All I want for
Christmas is a new laptop. I spend hours writing every day. I use my laptop so
much that many letters have been worn off the keys. Some letters have
disappeared altogether: E,A,S and D. The letter C is just a hint of its former
self. There is half an O, which could easily be mistaken for a U. Lastly there
is only the base of the L, which looks more a hyphen. I need these letters. I use them quite a lot (which
is why they are missing!)
It is a good thing I learned to type in Junior High without
looking at the keys. I still remember the practice sentence: “Now is the time
for all good men to come to the aid of the party.” I am not sure what party the
typing teacher was talking about.
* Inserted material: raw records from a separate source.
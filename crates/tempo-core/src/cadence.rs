//! Clocks and the wall-clock tick cadence.
//!
//! Ticks are anchored to `origin + k * interval`. A tick that overruns its
//! slot does not trigger catch-up ticks: the next tick starts at the first
//! slot boundary after processing finished, and the slots in between are
//! counted as skipped.

use std::sync::atomic::{AtomicU64, Ordering};
use std::sync::Arc;
use std::time::Instant;

/// Source of monotonic time in milliseconds.
pub trait Clock: Send + Sync {
    /// Milliseconds since the clock's origin.
    fn now_ms(&self) -> u64;

    /// Microseconds since the clock's origin.
    fn now_us(&self) -> u64 {
        self.now_ms().saturating_mul(1_000)
    }
}

/// Real monotonic time since construction.
#[derive(Debug, Clone, Copy)]
pub struct MonotonicClock {
    origin: Instant,
}

impl MonotonicClock {
    /// Starts the clock at zero.
    #[must_use]
    pub fn new() -> Self {
        Self { origin: Instant::now() }
    }
}

impl Default for MonotonicClock {
    fn default() -> Self {
        Self::new()
    }
}

impl Clock for MonotonicClock {
    fn now_ms(&self) -> u64 {
        u64::try_from(self.origin.elapsed().as_millis()).unwrap_or(u64::MAX)
    }

    fn now_us(&self) -> u64 {
        u64::try_from(self.origin.elapsed().as_micros()).unwrap_or(u64::MAX)
    }
}

/// Hand-driven clock; clones share the same time.
#[derive(Debug, Clone, Default)]
pub struct ManualClock {
    now_us: Arc<AtomicU64>,
}

impl ManualClock {
    /// Clock starting at `now_ms`.
    #[must_use]
    pub fn starting_at(now_ms: u64) -> Self {
        let clock = Self::default();
        clock.set_ms(now_ms);
        clock
    }

    /// Jumps to `now_ms`.
    pub fn set_ms(&self, now_ms: u64) {
        self.now_us.store(now_ms.saturating_mul(1_000), Ordering::SeqCst);
    }

    /// Moves forward by `ms`.
    pub fn advance_ms(&self, ms: u64) {
        self.now_us.fetch_add(ms.saturating_mul(1_000), Ordering::SeqCst);
    }
}

impl Clock for ManualClock {
    fn now_ms(&self) -> u64 {
        self.now_us() / 1_000
    }

    fn now_us(&self) -> u64 {
        self.now_us.load(Ordering::SeqCst)
    }
}

/// Where the next tick goes after a tick finished.
#[derive(Debug, Clone, Copy, PartialEq, Eq)]
pub struct TickPlan {
    /// Start of the next tick.
    pub next_start_ms: u64,
    /// Slot boundaries passed over.
    pub skipped_slots: u64,
    /// True if processing ran past the nominal next start.
    pub overrun: bool,
}

/// Fixed-interval cadence anchored at an origin.
#[derive(Debug, Clone, Copy, PartialEq, Eq)]
pub struct Cadence {
    origin_ms: u64,
    interval_ms: u64,
}

impl Cadence {
    /// Cadence with slots at `origin_ms + k * interval_ms`.
    #[must_use]
    pub fn new(origin_ms: u64, interval_ms: u64) -> Self {
        Self {
            origin_ms,
            interval_ms: interval_ms.max(1),
        }
    }

    /// Slot interval.
    #[must_use]
    pub const fn interval_ms(&self) -> u64 {
        self.interval_ms
    }

    /// First slot boundary at or after `now_ms`.
    #[must_use]
    pub fn slot_at_or_after(&self, now_ms: u64) -> u64 {
        if now_ms <= self.origin_ms {
            return self.origin_ms;
        }
        let elapsed = now_ms - self.origin_ms;
        self.origin_ms + elapsed.div_ceil(self.interval_ms) * self.interval_ms
    }

    /// Last slot boundary at or before `now_ms`: the tick-clock reading for
    /// work that arrives between ticks.
    #[must_use]
    pub fn slot_at_or_before(&self, now_ms: u64) -> u64 {
        if now_ms <= self.origin_ms {
            return self.origin_ms;
        }
        let elapsed = now_ms - self.origin_ms;
        self.origin_ms + elapsed / self.interval_ms * self.interval_ms
    }

    /// Plans the next tick for a tick that started at `tick_start_ms` and
    /// finished processing at `finished_ms`.
    ///
    /// # Example
    ///
    /// ```
    /// use tempo_core::cadence::Cadence;
    ///
    /// let cadence = Cadence::new(0, 50);
    /// // 80ms of work in a 50ms slot starting at 1000
    /// let plan = cadence.plan(1_000, 1_080);
    /// assert_eq!(plan.next_start_ms, 1_100);
    /// assert_eq!(plan.skipped_slots, 1);
    /// assert!(plan.overrun);
    /// ```
    #[must_use]
    pub fn plan(&self, tick_start_ms: u64, finished_ms: u64) -> TickPlan {
        let nominal = tick_start_ms + self.interval_ms;
        let next_start_ms = self.slot_at_or_after(finished_ms).max(nominal);
        TickPlan {
            next_start_ms,
            skipped_slots: (next_start_ms - nominal) / self.interval_ms,
            overrun: finished_ms > nominal,
        }
    }
}

#[cfg(test)]
mod tests {
    use super::*;

    #[test]
    fn test_on_time_tick_keeps_cadence() {
        let cadence = Cadence::new(0, 50);
        let plan = cadence.plan(1_000, 1_010);
        assert_eq!(plan.next_start_ms, 1_050);
        assert_eq!(plan.skipped_slots, 0);
        assert!(!plan.overrun);
    }

    #[test]
    fn test_exact_slot_use_is_not_overrun() {
        let cadence = Cadence::new(0, 50);
        let plan = cadence.plan(1_000, 1_050);
        assert_eq!(plan.next_start_ms, 1_050);
        assert!(!plan.overrun);
    }

    #[test]
    fn test_overrun_skips_to_next_boundary() {
        let cadence = Cadence::new(0, 50);
        let plan = cadence.plan(1_000, 1_080);
        assert_eq!(plan.next_start_ms, 1_100);
        assert_eq!(plan.skipped_slots, 1);
        assert!(plan.overrun);
    }

    #[test]
    fn test_long_stall_skips_many_slots() {
        let cadence = Cadence::new(0, 50);
        let plan = cadence.plan(1_000, 1_301);
        assert_eq!(plan.next_start_ms, 1_350);
        assert_eq!(plan.skipped_slots, 6);
    }

    #[test]
    fn test_origin_offset_respected() {
        let cadence = Cadence::new(7, 50);
        assert_eq!(cadence.slot_at_or_after(0), 7);
        assert_eq!(cadence.slot_at_or_after(8), 57);
        assert_eq!(cadence.plan(57, 140).next_start_ms, 157);
    }

    #[test]
    fn test_slot_at_or_before_floors_to_boundary() {
        let cadence = Cadence::new(7, 50);
        assert_eq!(cadence.slot_at_or_before(0), 7);
        assert_eq!(cadence.slot_at_or_before(57), 57);
        assert_eq!(cadence.slot_at_or_before(106), 57);
        assert_eq!(cadence.slot_at_or_before(107), 107);
    }

    #[test]
    fn test_manual_clock_shared_between_clones() {
        let clock = ManualClock::starting_at(100);
        let other = clock.clone();
        clock.advance_ms(50);
        assert_eq!(other.now_ms(), 150);
        assert_eq!(other.now_us(), 150_000);
    }
}
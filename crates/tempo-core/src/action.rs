//! Action descriptors: what the host asks the engine to time.

use serde::{Deserialize, Serialize};
use std::fmt;

use tempo_audit::ActionKind;

/// Variant of an action that changes its timing.
#[derive(Debug, Clone, Copy, Default, PartialEq, Eq, Hash, Serialize, Deserialize)]
#[serde(rename_all = "snake_case")]
pub enum ActionForm {
    /// Normal form.
    #[default]
    Standard,
    /// Alternate form (e.g. cast from a scroll); applies the entry's scroll modifier.
    Scroll,
}

/// A requested action: which channel, which table entry, which form.
#[derive(Debug, Clone, Copy, PartialEq, Eq, Hash, Serialize, Deserialize)]
pub struct ActionDescriptor {
    /// Channel the action runs on.
    pub kind: ActionKind,
    /// Key into the timing table.
    pub entry: u32,
    /// Form modifier.
    #[serde(default)]
    pub form: ActionForm,
}

impl ActionDescriptor {
    /// Standard-form descriptor.
    #[must_use]
    pub const fn new(kind: ActionKind, entry: u32) -> Self {
        Self {
            kind,
            entry,
            form: ActionForm::Standard,
        }
    }

    /// Weapon swing with the weapon's table entry.
    #[must_use]
    pub const fn swing(entry: u32) -> Self {
        Self::new(ActionKind::Swing, entry)
    }

    /// Spell cast.
    #[must_use]
    pub const fn spell(entry: u32) -> Self {
        Self::new(ActionKind::Spell, entry)
    }

    /// Bandage application.
    #[must_use]
    pub const fn bandage(entry: u32) -> Self {
        Self::new(ActionKind::Bandage, entry)
    }

    /// Wand use.
    #[must_use]
    pub const fn wand(entry: u32) -> Self {
        Self::new(ActionKind::Wand, entry)
    }

    /// Same action in another form.
    #[must_use]
    pub const fn with_form(mut self, form: ActionForm) -> Self {
        self.form = form;
        self
    }
}

impl fmt::Display for ActionDescriptor {
    fn fmt(&self, f: &mut fmt::Formatter<'_>) -> fmt::Result {
        match self.form {
            ActionForm::Standard => write!(f, "{}#{}", self.kind, self.entry),
            ActionForm::Scroll => write!(f, "{}#{}(scroll)", self.kind, self.entry),
        }
    }
}
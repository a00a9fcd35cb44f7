//! # Tempo Audit
//!
//! Timing-accuracy audit subsystem for the Tempo action-timing engine.
//!
//! Every timed action the engine completes yields one [`TimingSample`]: the
//! delay the formula promised, the delay the scheduler delivered, and flags
//! derived from the difference. This crate collects those samples without
//! disturbing the tick driver, aggregates them per action kind, compares the
//! aggregate against a [`BaselineMetrics`] precision contract, and renders
//! reports.
//!
//! ## Pipeline
//!
//! - [`AuditRecorder`]: tick-side, append-only, swap-and-drain batches
//! - [`AuditCollector`]: drains batches into an [`AuditAggregate`], inline or
//!   on a background flush worker
//! - [`BaselineMetrics::compare`]: pass/regressed verdict per kind
//! - [`AuditReport`]: JSON, CSV sample export, fixed-width table
//!
//! Shadow-mode pairs ([`ShadowSample`]) travel the same pipeline and are kept
//! apart from the gameplay samples.
//!
//! ## Quick Start
//!
//! ```
//! use tempo_audit::{ActionKind, AuditRecorder, AuditReport, BaselineMetrics, RawSample, RecorderConfig};
//!
//! let (mut recorder, mut collector) = AuditRecorder::channel(RecorderConfig::default());
//! for actual_ms in [1450, 1450, 1500] {
//!     recorder.sample(RawSample {
//!         kind: ActionKind::Swing,
//!         actor: 1,
//!         expected_ms: 1450,
//!         actual_ms,
//!         at_ms: 0,
//!         resource_consumed: true,
//!     });
//! }
//! recorder.flush();
//! collector.drain();
//!
//! let report = AuditReport::build(collector.aggregate(), Some(&BaselineMetrics::default()), 0);
//! assert_eq!(report.passed(), Some(true));
//! ```

#![warn(missing_docs)]
#![warn(clippy::all)]
#![warn(clippy::pedantic)]
#![allow(clippy::module_name_repetitions)]

pub mod baseline;
pub mod error;
pub mod jitter;
pub mod recorder;
pub mod report;
pub mod sample;
pub mod shadow;
pub mod stats;

// Re-exports for convenience
pub use baseline::{BaselineMetrics, BaselineVerdict, Finding, KindThresholds, KindVerdict, Metric, VerdictStatus};
pub use error::{AuditError, AuditResult};
pub use jitter::{JitterTracker, TickHealth};
pub use recorder::{AuditAggregate, AuditBatch, AuditCollector, AuditRecorder, CollectorHandle, RecorderConfig};
pub use report::{AuditReport, KindSummary, ShadowSummary};
pub use sample::{ActionKind, RawSample, SampleClassifier, SampleFlags, TimingSample};
pub use shadow::{ShadowDiff, ShadowSample, ShadowStats};
pub use stats::{KindStats, VarianceStats};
If it is a political party, then I have no
interest in coming to the aid of it. If it is a Christmas party, then count me
in. I will help with the eating.
Plus the battery on this laptop is shot. I replaced it a few
years ago, but it still gives me only an hour of unplugged time. So, if you are
reading this, Santa, you know what I want. I know you are in the area because I
saw you at the UUA Church in Tamworth last Saturday, when I took my grandkids
to see you. Nice entrance, by the way, arriving in the police cruiser with the
lights flashing and siren wailing.
(Speaking of Santa, he looked quite comfortable in that
church. I suspect that Santa is colluding with the Unitarians. He certainly is a
liberal. You can tell by the way he dresses. And he gives away all those gifts
without asking anything in return. Not even a receipt for tax purposes! Who is
paying for all those freebies? Taxpayers! Furthermore I am pretty sure he has entered
the country illegally.)
Let’s get back to the laptop. Santa, I really need it. I can’t
spell my name without those letters! Marshall Davis will henceforth be known as
Mrh vi. What kind of name is that? So, Mr. Claus (or should I say Mrs. Claus), if you are reading my blog,
now you know what I hope to find under the tree.